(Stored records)
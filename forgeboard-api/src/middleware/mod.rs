/// Middleware modules for the API server
///
/// This module contains custom middleware for:
/// - Security headers
/// - In-process rate limiting

pub mod rate_limit;
pub mod security;
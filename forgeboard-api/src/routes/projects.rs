/// Project endpoints
///
/// Clients own projects; developers see projects they are members of;
/// holders of `can_view_all_projects` and super admins see everything.
/// Mutations go to the owner or holders of `can_manage_projects`.
///
/// # Endpoints
///
/// - `POST   /v1/projects` - Create a project
/// - `GET    /v1/projects` - List visible projects (paginated)
/// - `GET    /v1/projects/:id` - Get one project
/// - `PUT    /v1/projects/:id` - Update name/description/status/budget
/// - `DELETE /v1/projects/:id` - Delete (blocked while tasks exist)
/// - `POST   /v1/projects/:id/members` - Add a member
/// - `GET    /v1/projects/:id/members` - List members
/// - `DELETE /v1/projects/:id/members/:user_id` - Remove a member

use crate::{
    app::AppState,
    error::{ApiError, ApiResult},
    response::{ApiResponse, PageQuery, Pagination},
};
use axum::{
    extract::{Path, Query, State},
    Extension, Json,
};
use forgeboard_shared::{
    audit::PostCommit,
    auth::access::{authorize, Access, Caller, Permission},
    models::{
        activity_log::ActivityType,
        project::{CreateProject, Project, ProjectMember, ProjectStatus, UpdateProject},
        user::User,
    },
};
use serde::Deserialize;
use serde_json::json;
use uuid::Uuid;
use validator::Validate;

/// Project creation request
#[derive(Debug, Deserialize, Validate)]
pub struct CreateProjectRequest {
    #[validate(length(min = 1, max = 200, message = "Name must be 1-200 characters"))]
    pub name: String,

    pub description: Option<String>,

    #[validate(range(min = 0.0, message = "Budget must not be negative"))]
    pub budget: Option<f64>,

    /// Create on behalf of another owner (managers only)
    pub owner_id: Option<Uuid>,
}

/// Project update request
#[derive(Debug, Deserialize, Validate)]
pub struct UpdateProjectRequest {
    #[validate(length(min = 1, max = 200, message = "Name must be 1-200 characters"))]
    pub name: Option<String>,

    pub description: Option<String>,

    pub status: Option<ProjectStatus>,

    #[validate(range(min = 0.0, message = "Budget must not be negative"))]
    pub budget: Option<f64>,
}

/// Member addition request
#[derive(Debug, Deserialize, Validate)]
pub struct AddMemberRequest {
    pub user_id: Uuid,

    /// Project-scoped role label, free-form
    #[validate(length(min = 1, max = 50, message = "Member role must be 1-50 characters"))]
    pub member_role: Option<String>,
}

/// Loads a project or 404s
async fn load_project(state: &AppState, id: Uuid) -> ApiResult<Project> {
    Project::find_by_id(&state.db, id)
        .await?
        .ok_or_else(|| ApiError::NotFound("Project not found".to_string()))
}

/// Read access: owner, member, view-all flag, or super admin
async fn authorize_view(state: &AppState, caller: &Caller, project: &Project) -> ApiResult<()> {
    if ProjectMember::is_member(&state.db, project.id, caller.user_id).await? {
        return Ok(());
    }

    authorize(
        caller,
        &Access::new()
            .permission(Permission::ViewAllProjects)
            .owned_by(project.owner_id),
    )?;
    Ok(())
}

/// Create a project
///
/// Clients create their own projects. Creating on behalf of another owner
/// requires `can_manage_projects`.
pub async fn create_project(
    State(state): State<AppState>,
    Extension(caller): Extension<Caller>,
    Json(req): Json<CreateProjectRequest>,
) -> ApiResult<Json<ApiResponse<Project>>> {
    req.validate().map_err(ApiError::from_validation)?;

    let owner_id = req.owner_id.unwrap_or(caller.user_id);
    if owner_id != caller.user_id {
        authorize(
            &caller,
            &Access::new().permission(Permission::ManageProjects),
        )?;

        User::find_by_id(&state.db, owner_id)
            .await?
            .ok_or_else(|| ApiError::BadRequest("Owner does not exist".to_string()))?;
    }

    let project = Project::create(
        &state.db,
        CreateProject {
            owner_id,
            name: req.name,
            description: req.description,
            budget: req.budget,
        },
    )
    .await?;

    let mut effects = PostCommit::new(caller.user_id);
    effects.activity(
        ActivityType::ProjectCreated,
        Some(project.id),
        Some("project"),
        json!({ "name": project.name }),
    );
    effects.run(&state.db).await;

    Ok(Json(ApiResponse::with_message(project, "Project created")))
}

/// List projects visible to the caller
pub async fn list_projects(
    State(state): State<AppState>,
    Extension(caller): Extension<Caller>,
    Query(page): Query<PageQuery>,
) -> ApiResult<Json<ApiResponse<Vec<Project>>>> {
    let (page_no, per_page) = page.clamp();
    let (limit, offset) = page.limit_offset();

    let sees_all =
        caller.is_super_admin() || caller.permissions.has(Permission::ViewAllProjects);

    let (projects, total) = if sees_all {
        (
            Project::list_all(&state.db, limit, offset).await?,
            Project::count_all(&state.db).await?,
        )
    } else {
        (
            Project::list_visible_to(&state.db, caller.user_id, limit, offset).await?,
            Project::count_visible_to(&state.db, caller.user_id).await?,
        )
    };

    Ok(Json(ApiResponse::paginated(
        projects,
        Pagination::new(page_no, per_page, total),
    )))
}

/// Get one project
pub async fn get_project(
    State(state): State<AppState>,
    Extension(caller): Extension<Caller>,
    Path(id): Path<Uuid>,
) -> ApiResult<Json<ApiResponse<Project>>> {
    let project = load_project(&state, id).await?;
    authorize_view(&state, &caller, &project).await?;

    Ok(Json(ApiResponse::new(project)))
}

/// Update a project
///
/// Allowed to the owner or `can_manage_projects`. Projects in a terminal
/// state (completed, cancelled) reject further updates with a conflict.
pub async fn update_project(
    State(state): State<AppState>,
    Extension(caller): Extension<Caller>,
    Path(id): Path<Uuid>,
    Json(req): Json<UpdateProjectRequest>,
) -> ApiResult<Json<ApiResponse<Project>>> {
    req.validate().map_err(ApiError::from_validation)?;

    let project = load_project(&state, id).await?;
    authorize(
        &caller,
        &Access::new()
            .permission(Permission::ManageProjects)
            .owned_by(project.owner_id),
    )?;

    if project.status.is_terminal() {
        return Err(ApiError::Conflict(format!(
            "Project is {} and can no longer be updated",
            project.status.as_str()
        )));
    }

    let updated = Project::update(
        &state.db,
        id,
        UpdateProject {
            name: req.name,
            description: req.description,
            status: req.status,
            budget: req.budget,
        },
    )
    .await?
    .ok_or_else(|| ApiError::NotFound("Project not found".to_string()))?;

    let mut effects = PostCommit::new(caller.user_id);
    effects.activity(
        ActivityType::ProjectUpdated,
        Some(updated.id),
        Some("project"),
        json!({ "status": updated.status }),
    );
    effects.run(&state.db).await;

    Ok(Json(ApiResponse::with_message(updated, "Project updated")))
}

/// Delete a project
///
/// Rejected with a conflict while tasks exist; otherwise members,
/// project-scoped activity rows, and the project are removed in one
/// transaction.
///
/// # Errors
///
/// - `409 Conflict`: Project still has tasks
pub async fn delete_project(
    State(state): State<AppState>,
    Extension(caller): Extension<Caller>,
    Path(id): Path<Uuid>,
) -> ApiResult<Json<ApiResponse<serde_json::Value>>> {
    let project = load_project(&state, id).await?;
    authorize(
        &caller,
        &Access::new()
            .permission(Permission::ManageProjects)
            .owned_by(project.owner_id),
    )?;

    let mut tx = state.db.begin().await?;

    let tasks = Project::task_count(&mut *tx, id).await?;
    if tasks > 0 {
        return Err(ApiError::Conflict(format!(
            "Project still has {} task(s); delete them first",
            tasks
        )));
    }

    Project::delete_cascade(&mut tx, id).await?;

    tx.commit().await?;

    let mut effects = PostCommit::new(caller.user_id);
    effects.activity(
        ActivityType::ProjectDeleted,
        Some(id),
        Some("project"),
        json!({ "name": project.name }),
    );
    effects.run(&state.db).await;

    Ok(Json(ApiResponse::message_only("Project deleted")))
}

/// Add a member to a project
pub async fn add_member(
    State(state): State<AppState>,
    Extension(caller): Extension<Caller>,
    Path(id): Path<Uuid>,
    Json(req): Json<AddMemberRequest>,
) -> ApiResult<Json<ApiResponse<ProjectMember>>> {
    req.validate().map_err(ApiError::from_validation)?;

    let project = load_project(&state, id).await?;
    authorize(
        &caller,
        &Access::new()
            .permission(Permission::ManageProjects)
            .owned_by(project.owner_id),
    )?;

    User::find_by_id(&state.db, req.user_id)
        .await?
        .ok_or_else(|| ApiError::BadRequest("User does not exist".to_string()))?;

    if ProjectMember::is_member(&state.db, id, req.user_id).await? {
        return Err(ApiError::Conflict(
            "User is already a member of this project".to_string(),
        ));
    }

    let member_role = req.member_role.as_deref().unwrap_or("member");
    let member = ProjectMember::add(&state.db, id, req.user_id, member_role).await?;

    let mut effects = PostCommit::new(caller.user_id);
    effects.activity(
        ActivityType::MemberAdded,
        Some(id),
        Some("project"),
        json!({ "user_id": req.user_id, "member_role": member_role }),
    );
    effects.notify(
        req.user_id,
        "Added to project",
        &format!("You were added to the project \"{}\".", project.name),
    );
    effects.run(&state.db).await;

    Ok(Json(ApiResponse::with_message(member, "Member added")))
}

/// List project members
pub async fn list_members(
    State(state): State<AppState>,
    Extension(caller): Extension<Caller>,
    Path(id): Path<Uuid>,
) -> ApiResult<Json<ApiResponse<Vec<ProjectMember>>>> {
    let project = load_project(&state, id).await?;
    authorize_view(&state, &caller, &project).await?;

    let members = ProjectMember::list_for_project(&state.db, id).await?;
    Ok(Json(ApiResponse::new(members)))
}

/// Remove a member from a project
pub async fn remove_member(
    State(state): State<AppState>,
    Extension(caller): Extension<Caller>,
    Path((id, user_id)): Path<(Uuid, Uuid)>,
) -> ApiResult<Json<ApiResponse<serde_json::Value>>> {
    let project = load_project(&state, id).await?;
    authorize(
        &caller,
        &Access::new()
            .permission(Permission::ManageProjects)
            .owned_by(project.owner_id),
    )?;

    let removed = ProjectMember::remove(&state.db, id, user_id).await?;
    if !removed {
        return Err(ApiError::NotFound(
            "User is not a member of this project".to_string(),
        ));
    }

    let mut effects = PostCommit::new(caller.user_id);
    effects.activity(
        ActivityType::MemberRemoved,
        Some(id),
        Some("project"),
        json!({ "user_id": user_id }),
    );
    effects.run(&state.db).await;

    Ok(Json(ApiResponse::message_only("Member removed")))
}
/// Health check endpoint
///
/// Provides a simple health check endpoint that verifies:
/// - The server is running
/// - Database connectivity
///
/// # Endpoint
///
/// ```text
/// GET /health
/// ```
///
/// # Response
///
/// ```json
/// {
///   "status": "healthy",
///   "version": "0.1.0",
///   "database": "connected"
/// }
/// ```

use crate::{app::AppState, error::ApiResult};
use axum::{extract::State, Json};
use forgeboard_shared::db;
use serde::{Deserialize, Serialize};

/// Health check response
#[derive(Debug, Serialize, Deserialize)]
pub struct HealthResponse {
    /// Service status
    pub status: String,

    /// Application version
    pub version: String,

    /// Database status
    pub database: String,
}

/// Health check handler
///
/// Returns service health status including database connectivity.
pub async fn health_check(State(state): State<AppState>) -> ApiResult<Json<HealthResponse>> {
    let database_status = match db::health_check(&state.db).await {
        Ok(_) => "connected",
        Err(_) => "disconnected",
    };

    Ok(Json(HealthResponse {
        status: if database_status == "connected" {
            "healthy".to_string()
        } else {
            "degraded".to_string()
        },
        version: env!("CARGO_PKG_VERSION").to_string(),
        database: database_status.to_string(),
    }))
}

*PROBLEM TO WORK ON*
Take the lines above from the first through the one containing "visible projects (paginated)" and reproduce them exactly; include nothing else.

*TASK OUTPUT*
filename forgeboard-api/src/middleware/mod.rs
/// Middleware modules for the API server
///
/// This module contains custom middleware for:
/// - Security headers
/// - In-process rate limiting

pub mod rate_limit;
pub mod security;
filename forgeboard-api/src/routes/projects.rs
/// Project endpoints
///
/// Clients own projects; developers see projects they are members of;
/// holders of `can_view_all_projects` and super admins see everything.
/// Mutations go to the owner or holders of `can_manage_projects`.
///
/// # Endpoints
///
/// - `POST   /v1/projects` - Create a project
/// - `GET    /v1/projects` - List visible projects (paginated)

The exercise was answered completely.